Work request
Every line below that has "CustomBumped" in it should be copied.

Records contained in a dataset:
----------------------------------------
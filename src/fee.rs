//! Fee policy
//!
//! Pure computation of the per-operation fee bid on each attempt of a race.

use crate::config::FeeMechanism;
use crate::{Error, Result};

/// Headroom factor applied to the network base fee for high-speed races.
pub const HIGH_SPEED_MULTIPLIER: u64 = 10;

/// Fallback when the network base-fee quote is unavailable.
pub const DEFAULT_BASE_FEE: u64 = 100;

/// Per-race fee schedule.
///
/// `fee_for_attempt` is pure and non-decreasing in the attempt index, so a
/// later attempt in one race never bids below an earlier one.
#[derive(Debug, Clone)]
pub struct FeeSchedule {
    mechanism: FeeMechanism,
    total_operations: u64,
    custom_total: u64,
    bump_increment: u64,
    base_fee: u64,
}

impl FeeSchedule {
    /// Build the schedule for one race.
    ///
    /// `total_operations` is the operation count of one assembled
    /// transaction. Fails with `InvalidConfiguration` when a custom
    /// mechanism is selected without a positive custom total.
    pub fn new(
        mechanism: FeeMechanism,
        total_operations: u64,
        custom_total: Option<u64>,
        bump_increment: u64,
        base_fee: u64,
    ) -> Result<Self> {
        if total_operations == 0 {
            return Err(Error::InvalidConfiguration(
                "a transaction must carry at least one operation".to_string(),
            ));
        }

        let custom_total = match mechanism {
            FeeMechanism::CustomTotal | FeeMechanism::CustomBumped => match custom_total {
                Some(total) if total > 0 => total,
                _ => {
                    return Err(Error::InvalidConfiguration(
                        "custom fee mechanism requires a positive custom total".to_string(),
                    ))
                }
            },
            FeeMechanism::Automatic | FeeMechanism::HighSpeed => 0,
        };

        Ok(Self {
            mechanism,
            total_operations,
            custom_total,
            bump_increment,
            base_fee,
        })
    }

    /// Per-operation fee for the given zero-based attempt index.
    pub fn fee_for_attempt(&self, attempt: u32) -> u64 {
        match self.mechanism {
            FeeMechanism::Automatic => self.base_fee,
            FeeMechanism::HighSpeed => self.base_fee * HIGH_SPEED_MULTIPLIER,
            FeeMechanism::CustomTotal => self.custom_total.div_ceil(self.total_operations),
            FeeMechanism::CustomBumped => {
                let total = self.custom_total + u64::from(attempt) * self.bump_increment;
                total.div_ceil(self.total_operations)
            }
        }
    }
}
----------------------------------------
Answer area
            FeeMechanism::CustomTotal | FeeMechanism::CustomBumped => match custom_total {
            FeeMechanism::CustomBumped => {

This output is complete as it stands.